Getting more open datasets

We are building on the success of the BL data release by continuing work on our CUL and IUCr data, and also by getting more datasets. The latest is the Medline dataset; there were some initial issues with properly identifying this dataset, so we have a previous blog post and a link to further information, the Medline DTD and specifications of the PubMed data elements to help.

The Medline dataset

We are very excited to have the Medline dataset; we are currently working on cleaning so that we can provide access to all the non-copyrightable material it contains, which should represent a listing of about 98% of all articles published in PubMed. The Medline dataset comes as a package of approximately 653 XML files, chronologically listing records in terms of the date the record was created. This also means that further updates will be trackable as they will append to the current dataset.
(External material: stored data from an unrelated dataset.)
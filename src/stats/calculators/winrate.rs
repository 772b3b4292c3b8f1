use crate::stats::models::PlayerStats;

pub const ROLLING_WINDOW: usize = 10;

/// Lifetime win rate; zero before the first game
pub fn winrate(total_wins: i32, game_count: i32) -> f64 {
    if game_count == 0 {
        return 0.0;
    }
    f64::from(total_wins) / f64::from(game_count)
}

/// Approximate win rate over the last [`ROLLING_WINDOW`] snapshots
///
/// `recent` holds up to `ROLLING_WINDOW` prior snapshots, newest first. With a
/// full window the wins are the growth of `total_wins` between the newest and
/// the oldest snapshot in the window, plus the game being recorded. With a
/// partial window the newest lifetime total is used over every game so far.
pub fn rolling_winrate(recent: &[PlayerStats], won: bool) -> f64 {
    let current = i32::from(won);

    if recent.len() >= ROLLING_WINDOW {
        let newest = &recent[0];
        let oldest = &recent[ROLLING_WINDOW - 1];
        let wins = newest.total_wins - oldest.total_wins + current;
        return f64::from(wins) / ROLLING_WINDOW as f64;
    }

    let wins = recent.first().map(|s| s.total_wins).unwrap_or(0) + current;
    f64::from(wins) / (recent.len() + 1) as f64
}

#[cfg(test)]
mod tests {
    use super::*;
    use chrono::{Duration, Utc};

    /// Newest-first history whose cumulative win totals are `totals`
    fn history(totals: &[i32]) -> Vec<PlayerStats> {
        let now = Utc::now();
        totals
            .iter()
            .enumerate()
            .map(|(i, &total_wins)| PlayerStats {
                id: (totals.len() - i) as i64,
                player_id: "p".to_string(),
                timestamp: now - Duration::minutes(i as i64),
                total_wins,
                game_count: (totals.len() - i) as i32,
                winrate: 0.0,
                rolling_winrate: 0.0,
                game_duration: 0,
                streak: 0,
                elo: 1000,
                created_at: now,
                updated_at: now,
            })
            .collect()
    }

    #[test]
    fn lifetime_winrate() {
        assert_eq!(winrate(0, 0), 0.0);
        assert_eq!(winrate(3, 4), 0.75);
        assert_eq!(winrate(5, 5), 1.0);
    }

    #[test]
    fn first_game_win_is_full_rate() {
        assert_eq!(rolling_winrate(&[], true), 1.0);
        assert_eq!(rolling_winrate(&[], false), 0.0);
    }

    #[test]
    fn partial_window_uses_lifetime_total() {
        // three prior games with two wins, then a loss
        let recent = history(&[2, 1, 1]);
        assert_eq!(rolling_winrate(&recent, false), 0.5);
        assert_eq!(rolling_winrate(&recent, true), 0.75);
    }

    #[test]
    fn full_window_uses_growth_across_window() {
        // ten prior snapshots, totals growing from 4 to 9
        let recent = history(&[9, 9, 8, 7, 7, 6, 5, 5, 4, 4]);
        // 9 - 4 + 1 = 6 wins out of 10
        assert_eq!(rolling_winrate(&recent, true), 0.6);
        assert_eq!(rolling_winrate(&recent, false), 0.5);
    }
}
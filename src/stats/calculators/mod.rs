mod elo;
mod streak;
mod winrate;

pub use elo::{expected_score, multiplayer_elo, OpponentResult, K_FACTOR, STARTING_ELO};
pub use streak::{next_streak, persisted_streak};
pub use winrate::{rolling_winrate, winrate, ROLLING_WINDOW};

use super::models::{NewPlayerStats, PlayerStats};

/// What one player did in one finished game
#[derive(Debug, Clone, PartialEq)]
pub struct GameOutcome {
    pub position: i32,
    /// Declared game duration in minutes
    pub duration: Option<i32>,
    /// Number of rankings in the game, guests included
    pub participant_count: usize,
    /// Pre-game ratings and positions of the registered opponents
    pub opponents: Vec<OpponentResult>,
}

impl GameOutcome {
    pub fn won(&self) -> bool {
        self.position == 1
    }
}

/// Derives the next cumulative snapshot from the player's pre-game standing
///
/// `recent` is the player's prior history, newest first, truncated to
/// [`ROLLING_WINDOW`] rows.
pub fn next_snapshot(
    current: &NewPlayerStats,
    outcome: &GameOutcome,
    recent: &[PlayerStats],
) -> NewPlayerStats {
    let won = outcome.won();
    let game_count = current.game_count + 1;
    let total_wins = current.total_wins + i32::from(won);

    NewPlayerStats {
        player_id: current.player_id.clone(),
        timestamp: None,
        total_wins,
        game_count,
        winrate: winrate(total_wins, game_count),
        rolling_winrate: rolling_winrate(recent, won),
        game_duration: current.game_duration + outcome.duration.unwrap_or(0),
        streak: persisted_streak(current.streak, won),
        elo: multiplayer_elo(
            current.elo,
            outcome.position,
            &outcome.opponents,
            outcome.participant_count,
        ),
    }
}

#[cfg(test)]
mod tests {
    use super::*;

    fn heads_up(position: i32, duration: Option<i32>) -> GameOutcome {
        GameOutcome {
            position,
            duration,
            participant_count: 2,
            opponents: vec![OpponentResult {
                elo: STARTING_ELO,
                position: if position == 1 { 2 } else { 1 },
            }],
        }
    }

    #[test]
    fn first_win_from_baseline() {
        let current = NewPlayerStats::baseline("alice");
        let next = next_snapshot(&current, &heads_up(1, Some(40)), &[]);

        assert_eq!(next.player_id, "alice");
        assert_eq!(next.timestamp, None);
        assert_eq!(next.game_count, 1);
        assert_eq!(next.total_wins, 1);
        assert_eq!(next.winrate, 1.0);
        assert_eq!(next.rolling_winrate, 1.0);
        assert_eq!(next.game_duration, 40);
        assert_eq!(next.streak, 1);
        assert_eq!(next.elo, 1016);
    }

    #[test]
    fn loss_without_duration_keeps_minutes() {
        let current = NewPlayerStats {
            game_count: 3,
            total_wins: 2,
            game_duration: 90,
            streak: 2,
            ..NewPlayerStats::baseline("bob")
        };
        let next = next_snapshot(&current, &heads_up(2, None), &[]);

        assert_eq!(next.game_count, 4);
        assert_eq!(next.total_wins, 2);
        assert_eq!(next.winrate, 0.5);
        assert_eq!(next.game_duration, 90);
        assert_eq!(next.streak, 0);
        assert_eq!(next.elo, 984);
    }
}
We have found that most records contain useful non-copyrightable bibliographic metadata such as author, title, journal, PubMed record ID, and that some contain further metadata such as citations, which we will remove. Once this is done, and we have checked that there are unique IDs (e.g. that the PubMed IDs are unique) we will make the raw CC0 collection available, then attempt to get it into our Bibliographica instance. We will then also be able to generate visualisations on our total dataset, which we hope will be approaching 30 million records by the end of the JISC Open Bibliography project.
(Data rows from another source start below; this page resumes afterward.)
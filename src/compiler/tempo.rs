//! Tempo change table and the conductor track built from it

use super::timeline::TICKS_PER_UNIT;
use crate::bdx::header::offset;
use crate::bdx::BdxReader;
use crate::error::{Error, Result};
use crate::midi::track::{OverflowPolicy, TrackChunk, TrackWriter};

/// Text written at the start of the conductor track
pub const TRACK_MARKER: &[u8; 8] = b"bdx2m1d1";

/// One row of the tempo table
#[derive(Debug, Clone, Copy, PartialEq, Eq)]
pub struct TempoChange {
    /// Position in timeline units
    pub tick: u16,
    pub bpm: u16,
}

impl TempoChange {
    /// Microseconds per quarter note for this tempo
    pub fn micros_per_quarter(&self, index: usize) -> Result<u32> {
        micros_per_quarter(self.bpm).ok_or(Error::ZeroTempo { index })
    }
}

/// `60_000_000 / bpm`, or `None` for a zero tempo
pub fn micros_per_quarter(bpm: u16) -> Option<u32> {
    60_000_000u32.checked_div(bpm as u32)
}

/// Read every tempo change up to the table sentinel
pub fn read_tempo_changes(reader: &BdxReader<'_>) -> Result<Vec<TempoChange>> {
    let count = reader.tempo_count()?;
    (0..count)
        .map(|i| {
            let record = offset::TEMPO_TABLE + i * offset::TEMPO_STRIDE;
            Ok(TempoChange {
                tick: reader.u16_le_at(record)?,
                bpm: reader.u16_le_at(record + 2)?,
            })
        })
        .collect()
}

/// Build the conductor track: the marker text, then one tempo event per change
pub fn tempo_track(changes: &[TempoChange], policy: OverflowPolicy) -> Result<TrackChunk> {
    let mut writer = TrackWriter::new(policy);
    writer.text(0, TRACK_MARKER)?;

    let mut previous: Option<u16> = None;
    for (i, change) in changes.iter().enumerate() {
        let delta = match previous {
            Some(prev) => (change.tick as i64 - prev as i64) * TICKS_PER_UNIT as i64,
            None => 0,
        };
        writer.tempo(delta, change.micros_per_quarter(i)?)?;
        previous = Some(change.tick);
    }

    writer.finish()
}
//! BDX layout definitions and header validation

/// Signature stored at [`offset::MAGIC`]
pub const BDX_MAGIC: &[u8; 12] = b"BBDX12343000";

/// Number of part slots in a song
pub const PART_COUNT: usize = 8;

/// Step slots per part
pub const STEP_COUNT: usize = 0x800;

/// Entries in each custom chord table
pub const CUSTOM_CHORD_COUNT: usize = 16;

/// Sentinel tick terminating the tempo and volume tables
pub const TABLE_END: u16 = 0xFFFF;

/// BDX layout offsets (in bytes)
pub mod offset {
    /// "BBDX12343000" signature
    pub const MAGIC: usize = 0x04;
    /// Title lines, 32 ASCII bytes each
    pub const TITLE_LINES: [usize; 3] = [0x48, 0x68, 0x88];
    /// Length of one title line
    pub const TITLE_LEN: usize = 32;
    /// Beats per bar
    pub const BEATS: usize = 0xAA;
    /// Number of bars
    pub const BARS: usize = 0xAD;
    /// First per-part record
    pub const PART_BASE: usize = 0xC8;
    /// Stride between per-part records
    pub const PART_STRIDE: usize = 0x10;
    /// Base volume within a part record
    pub const PART_VOLUME: usize = 0x00;
    /// Instrument byte within a part record
    pub const PART_INSTRUMENT: usize = 0x02;
    /// Part type byte within a part record
    pub const PART_TYPE: usize = 0x03;
    /// First step array
    pub const STEPS: usize = 0x248;
    /// Tempo change table (tick u16, bpm u16)
    pub const TEMPO_TABLE: usize = 0x4248;
    /// Tempo record size
    pub const TEMPO_STRIDE: usize = 4;
    /// First per-part volume table (tick u16, _, volume u8, ...)
    pub const VOLUME_TABLE: usize = 0x42C8;
    /// Stride between per-part volume tables
    pub const VOLUME_TABLE_STRIDE: usize = 0x100;
    /// Volume record size
    pub const VOLUME_STRIDE: usize = 8;
    /// Volume value within a volume record
    pub const VOLUME_VALUE: usize = 4;
    /// Guitar custom chord shapes (u32 each)
    pub const GUITAR_CUSTOM_CHORDS: usize = 0x4AC8;
    /// Piano custom chord notes (4 bytes each, read from the last byte down)
    pub const PIANO_CUSTOM_CHORDS: usize = 0x6648;
    /// Number of chord change records
    pub const CHORD_COUNT: usize = 0x6918;
    /// Chord change table (tick u16, symbol u16)
    pub const CHORD_TABLE: usize = 0x691C;
    /// Chord record size
    pub const CHORD_STRIDE: usize = 4;
    /// Highest note allowed in piano voicings
    pub const VOICING_CEILING: usize = 0x7F18;
    /// Piano voicing mode (voice count * 3 + spacing)
    pub const VOICING_MODE: usize = 0x7F19;

    /// Offset of the record for `part`
    pub fn part(part: usize) -> usize {
        PART_BASE + part * PART_STRIDE
    }

    /// Offset of the step array for `part`
    pub fn steps(part: usize) -> usize {
        STEPS + part * super::STEP_COUNT
    }

    /// Offset of the volume table for `part`
    pub fn volume_table(part: usize) -> usize {
        VOLUME_TABLE + part * VOLUME_TABLE_STRIDE
    }
}

/// Check the 12-byte signature
pub fn is_valid(data: &[u8]) -> bool {
    data.get(offset::MAGIC..offset::MAGIC + BDX_MAGIC.len()) == Some(&BDX_MAGIC[..])
}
Displaying bibliographic records

Whilst Bibliographica allows for display of individual bibliographic records and enables building collections of such records, it does not yet provide a means of neatly displaying lists of bibliographic records. We have partnered with Jim Pitman of Berkeley University to develop his BibServer to fit this requirement, and also to bring further functionality such as search and faceted browse. This also provides further development direction for the output of the project beyond the July end date of the JISC Open Bibliography project.

Searching bibliographic records

Given the collaboration between Bibliographica and BibServer on collection and display of bibliographic records, we are also considering ways to enable search across non-copyrightable bibliographic metadata relating to any published article. We believe this may be achievable by building a collection of DOIs with relevant metadata, and enabling crowdsourcing of updates and comments. This effort is separate to the main development of the projects, however would make a very good addition both to the functionality of developed software and to the community. This would also tie in with any future functionality that enables author identification and information retrieval, such as ORCID, and allowing us to build on the work done at sites such as BIBKN

Disambiguation without deduplication

There have been a number of experiments recently highlighting the fact that a simple LUCENE search index over datasets tends to give better matches than more complex methods of identifying duplicates. Ben O’Steen and Alex Dutton both provided examples of this, from their work with the Open Citation project. This is also supported by a recent paper from Jeff Bilder entitled “Disambiguation without Deduplication” (not publicly available). The main point here is that instead of deduplicating objects we can simply do machine disambiguation and make sameAs-ness assertions between multiple objects; this would enable changes to still be applied to different versions of an object by disparate groups (e.g. where each group has a different spelling or identifier, perhaps, for some key part of the record) whilst still maintaining a relationship between the two objects. We could build on this sort of functionality by applying expertise from the library community if necessary, although deduplication/merging should only be contemplated if there is a new dataset being formed which some agent is taking responsibility to curate. If not, better to just cluster the data by SameAs assertions, and keep track of who is making those assertions, to assess their reliability. We suggest a concept for increasing collaboration on this sort of work – a ReCaptcha of identities. Upon login, perhaps to a Bibliographica or another relevant system, a user could be presented with two questions, one of which we know the answer to, and the other being a request to match identical objects. This, in combination with decent open source software tools enabling bibliographic data management (building on tools such as Google Refine and Needlebase), would allow for simple verifiable disambiguation across large datasets.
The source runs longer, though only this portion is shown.